Dataset entries:
[Start of section]

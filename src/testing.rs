//! Test doubles for the controller and CI agent seams.

use crate::agent::PipelineAgent;
use crate::backend::ArgoBackend;
use crate::error::DeployError;
use crate::history::AppView;
use crate::types::{AnnotationStyle, HealthStatus, HistoryEntry, HistoryWindow, SyncPolicy};
use std::collections::VecDeque;
use std::path::{Path, PathBuf};
use std::sync::Mutex;

pub fn window(rows: &[(u64, &str)]) -> HistoryWindow {
    HistoryWindow::new(
        rows.iter()
            .map(|(id, revision)| HistoryEntry {
                id: *id,
                revision: revision.to_string(),
                deployed_at: String::new(),
                position: 0,
            })
            .collect(),
    )
}

#[derive(Default)]
pub struct FakeArgo {
    pub health: Mutex<VecDeque<HealthStatus>>,
    pub last_health: Mutex<Option<HealthStatus>>,
    pub auto_sync: Mutex<bool>,
    pub history: Mutex<HistoryWindow>,
    /// Revision appended to history by a successful sync.
    pub sync_revision: Mutex<Option<String>>,
    pub fail_login: bool,
    pub fail_get_app: bool,
    pub fail_sync: bool,
    pub fail_rollback: bool,
    pub fail_wait: bool,
    pub fail_set_policy: bool,
    pub calls: Mutex<Vec<String>>,
}

impl FakeArgo {
    pub fn new() -> Self {
        Self::default()
    }

    pub fn with_health(self, sequence: &[HealthStatus]) -> Self {
        *self.health.lock().unwrap() = sequence.iter().copied().collect();
        self
    }

    pub fn with_history(self, rows: &[(u64, &str)]) -> Self {
        *self.history.lock().unwrap() = window(rows);
        self
    }

    pub fn with_auto_sync(self, enabled: bool) -> Self {
        *self.auto_sync.lock().unwrap() = enabled;
        self
    }

    pub fn with_sync_revision(self, revision: &str) -> Self {
        *self.sync_revision.lock().unwrap() = Some(revision.to_string());
        self
    }

    pub fn calls(&self) -> Vec<String> {
        self.calls.lock().unwrap().clone()
    }

    pub fn count(&self, prefix: &str) -> usize {
        self.calls().iter().filter(|c| c.starts_with(prefix)).count()
    }

    pub fn auto_sync_enabled(&self) -> bool {
        *self.auto_sync.lock().unwrap()
    }

    fn log(&self, call: String) {
        self.calls.lock().unwrap().push(call);
    }

    fn fail(&self, command: &str) -> DeployError {
        DeployError::operation(command, Some(1), "scripted failure")
    }
}

impl ArgoBackend for FakeArgo {
    async fn login(&self) -> Result<(), DeployError> {
        self.log("login".into());
        if self.fail_login {
            return Err(DeployError::Connectivity("scripted login failure".into()));
        }
        Ok(())
    }

    async fn get_app(&self, app: &str) -> Result<AppView, DeployError> {
        self.log(format!("get {}", app));
        if self.fail_get_app {
            return Err(self.fail("argocd app get"));
        }
        let next = self.health.lock().unwrap().pop_front();
        let health = match next {
            Some(h) => {
                *self.last_health.lock().unwrap() = Some(h);
                h
            }
            None => self.last_health.lock().unwrap().unwrap_or(HealthStatus::Unknown),
        };
        Ok(AppView {
            health,
            auto_sync: self.auto_sync_enabled(),
        })
    }

    async fn history(&self, app: &str) -> Result<HistoryWindow, DeployError> {
        self.log(format!("history {}", app));
        Ok(self.history.lock().unwrap().clone())
    }

    async fn logs(&self, app: &str, lines: u32) -> Result<String, DeployError> {
        self.log(format!("logs {} {}", app, lines));
        Ok("pod/web-1 started\n".to_string())
    }

    async fn sync(&self, app: &str, timeout_secs: u64) -> Result<(), DeployError> {
        self.log(format!("sync {} {}", app, timeout_secs));
        if self.fail_sync {
            return Err(self.fail("argocd app sync"));
        }
        if let Some(revision) = self.sync_revision.lock().unwrap().clone() {
            let mut history = self.history.lock().unwrap();
            let next_id = history.latest().map(|e| e.id + 1).unwrap_or(0);
            let mut entries = history.entries().to_vec();
            entries.push(HistoryEntry {
                id: next_id,
                revision,
                deployed_at: String::new(),
                position: 0,
            });
            *history = HistoryWindow::new(entries);
        }
        Ok(())
    }

    async fn rollback(&self, app: &str, history_id: u64, timeout_secs: u64) -> Result<(), DeployError> {
        self.log(format!("rollback {} {} {}", app, history_id, timeout_secs));
        if self.fail_rollback {
            return Err(self.fail("argocd app rollback"));
        }
        Ok(())
    }

    async fn wait_healthy(&self, app: &str, timeout_secs: u64) -> Result<(), DeployError> {
        self.log(format!("wait {} {}", app, timeout_secs));
        if self.fail_wait {
            return Err(self.fail("argocd app wait"));
        }
        Ok(())
    }

    async fn set_sync_policy(&self, app: &str, policy: SyncPolicy) -> Result<(), DeployError> {
        self.log(format!("set {} {}", app, policy.as_arg()));
        if self.fail_set_policy {
            return Err(self.fail("argocd app set"));
        }
        *self.auto_sync.lock().unwrap() = policy == SyncPolicy::Automated;
        Ok(())
    }
}

#[derive(Default)]
pub struct FakeAgent {
    pub annotations: Mutex<Vec<(String, AnnotationStyle, String)>>,
    pub artifacts: Mutex<Vec<PathBuf>>,
    pub pipelines: Mutex<Vec<String>>,
    pub fail_all: bool,
}

impl FakeAgent {
    pub fn new() -> Self {
        Self::default()
    }

    pub fn failing() -> Self {
        Self {
            fail_all: true,
            ..Self::default()
        }
    }

    pub fn annotations(&self) -> Vec<(String, AnnotationStyle, String)> {
        self.annotations.lock().unwrap().clone()
    }

    pub fn pipelines(&self) -> Vec<String> {
        self.pipelines.lock().unwrap().clone()
    }

    pub fn artifacts(&self) -> Vec<PathBuf> {
        self.artifacts.lock().unwrap().clone()
    }

    fn check(&self, command: &str) -> Result<(), DeployError> {
        if self.fail_all {
            return Err(DeployError::operation(command, Some(1), "agent unavailable"));
        }
        Ok(())
    }
}

impl PipelineAgent for FakeAgent {
    async fn annotate(&self, body: &str, style: AnnotationStyle, context: &str) -> Result<(), DeployError> {
        self.check("buildkite-agent annotate")?;
        self.annotations
            .lock()
            .unwrap()
            .push((body.to_string(), style, context.to_string()));
        Ok(())
    }

    async fn upload_artifact(&self, path: &Path) -> Result<(), DeployError> {
        self.check("buildkite-agent artifact upload")?;
        self.artifacts.lock().unwrap().push(path.to_path_buf());
        Ok(())
    }

    async fn upload_pipeline(&self, document: &str) -> Result<(), DeployError> {
        self.check("buildkite-agent pipeline upload")?;
        self.pipelines.lock().unwrap().push(document.to_string());
        Ok(())
    }
}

[End of section]

* [What needs to be done]: The job here is to find each line above with the word "annotate" and copy it.

* [Answer]:
    async fn annotate(&self, body: &str, style: AnnotationStyle, context: &str) -> Result<(), DeployError> {
        self.check("buildkite-agent annotate")?;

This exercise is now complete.